## EXERCISE BRIEF
Begin at the line bearing "pub struct ScoredMemory". Transcribe it and all subsequent lines of the material below exactly, and nothing more.

▶

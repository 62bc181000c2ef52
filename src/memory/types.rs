//! Core memory type definitions.
//!
//! Defines [`MemoryType`] (where a memory came from), [`Memory`] (a full
//! record), [`ArchiveRecord`] (a batch of pruned memories) and the small
//! request/response shapes used by the store.

use serde::{Deserialize, Serialize};

/// Where a memory originated.
#[derive(Debug, Clone, Copy, PartialEq, Eq, Hash, Serialize, Deserialize)]
#[serde(rename_all = "snake_case")]
pub enum MemoryType {
    /// Extracted from a chat exchange.
    Conversation,
    /// Extracted from a journal entry.
    Journal,
    /// Added directly by the user.
    Manual,
}

impl MemoryType {
    pub const ALL: [MemoryType; 3] = [Self::Conversation, Self::Journal, Self::Manual];

    /// SQL-compatible string representation.
    pub fn as_str(&self) -> &'static str {
        match self {
            Self::Conversation => "conversation",
            Self::Journal => "journal",
            Self::Manual => "manual",
        }
    }
}

impl std::fmt::Display for MemoryType {
    fn fmt(&self, f: &mut std::fmt::Formatter<'_>) -> std::fmt::Result {
        f.write_str(self.as_str())
    }
}

impl std::str::FromStr for MemoryType {
    type Err = String;

    fn from_str(s: &str) -> Result<Self, Self::Err> {
        match s {
            "conversation" => Ok(Self::Conversation),
            "journal" => Ok(Self::Journal),
            "manual" => Ok(Self::Manual),
            _ => Err(format!("unknown memory type: {s}")),
        }
    }
}

/// A memory record, matching the `memories` table schema.
#[derive(Debug, Clone, PartialEq, Serialize, Deserialize)]
pub struct Memory {
    /// UUID v7 (time-sortable) primary key.
    pub id: String,
    pub content: String,
    /// `None` when the embedding model was unavailable at write time; such
    /// memories are skipped by similarity search.
    #[serde(default, skip_serializing_if = "Option::is_none")]
    pub embedding: Option<Vec<f32>>,
    /// In `[0.0, 1.0]`.
    pub importance: f64,
    #[serde(default)]
    pub tags: Vec<String>,
    /// Journal entry this memory was extracted from. A lookup key only.
    pub source_entry_id: Option<String>,
    pub is_pinned: bool,
    pub memory_type: MemoryType,
    /// RFC 3339, fixed microsecond precision so strings sort chronologically.
    pub created_at: String,
    pub last_accessed_at: String,
    /// SQLite rowid; insertion order for tie-breaks. Not archived.
    #[serde(skip)]
    pub seq: i64,
}

/// Input for [`MemoryStore::add_memory`](super::store::MemoryStore::add_memory).
#[derive(Debug, Clone)]
pub struct NewMemory {
    pub content: String,
    pub tags: Vec<String>,
    pub importance: f64,
    pub source_entry_id: Option<String>,
    pub memory_type: MemoryType,
}

impl NewMemory {
    pub fn new(content: impl Into<String>, memory_type: MemoryType) -> Self {
        Self {
            content: content.into(),
            tags: Vec::new(),
            importance: 0.5,
            source_entry_id: None,
            memory_type,
        }
    }

    pub fn importance(mut self, importance: f64) -> Self {
        self.importance = importance;
        self
    }

    pub fn tags(mut self, tags: Vec<String>) -> Self {
        self.tags = tags;
        self
    }

    pub fn source_entry(mut self, entry_id: impl Into<String>) -> Self {
        self.source_entry_id = Some(entry_id.into());
        self
    }
}

/// A search hit with its cosine similarity to the query.
#[derive(Debug, Clone, Serialize)]
pub struct ScoredMemory {
    pub memory: Memory,
    pub similarity: f64,
}

/// An immutable batch of pruned memories, written once to the archive directory.
#[derive(Debug, Clone, PartialEq, Serialize, Deserialize)]
pub struct ArchiveRecord {
    /// RFC 3339 time the batch was pruned.
    pub archived_at: String,
    pub reason: String,
    pub memories: Vec<Memory>,
}

/// A journal entry as seen by the memory and context layers.
#[derive(Debug, Clone, PartialEq)]
pub struct JournalEntry {
    pub id: String,
    pub title: Option<String>,
    pub content: String,
    /// RFC 3339.
    pub created_at: String,
}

◀

## RESPONSE
pub struct ScoredMemory {
    pub memory: Memory,
    pub similarity: f64,
}

/// An immutable batch of pruned memories, written once to the archive directory.
#[derive(Debug, Clone, PartialEq, Serialize, Deserialize)]
pub struct ArchiveRecord {
    /// RFC 3339 time the batch was pruned.
    pub archived_at: String,
    pub reason: String,
    pub memories: Vec<Memory>,
}

/// A journal entry as seen by the memory and context layers.
#[derive(Debug, Clone, PartialEq)]
pub struct JournalEntry {
    pub id: String,
    pub title: Option<String>,
    pub content: String,
    /// RFC 3339.
    pub created_at: String,
}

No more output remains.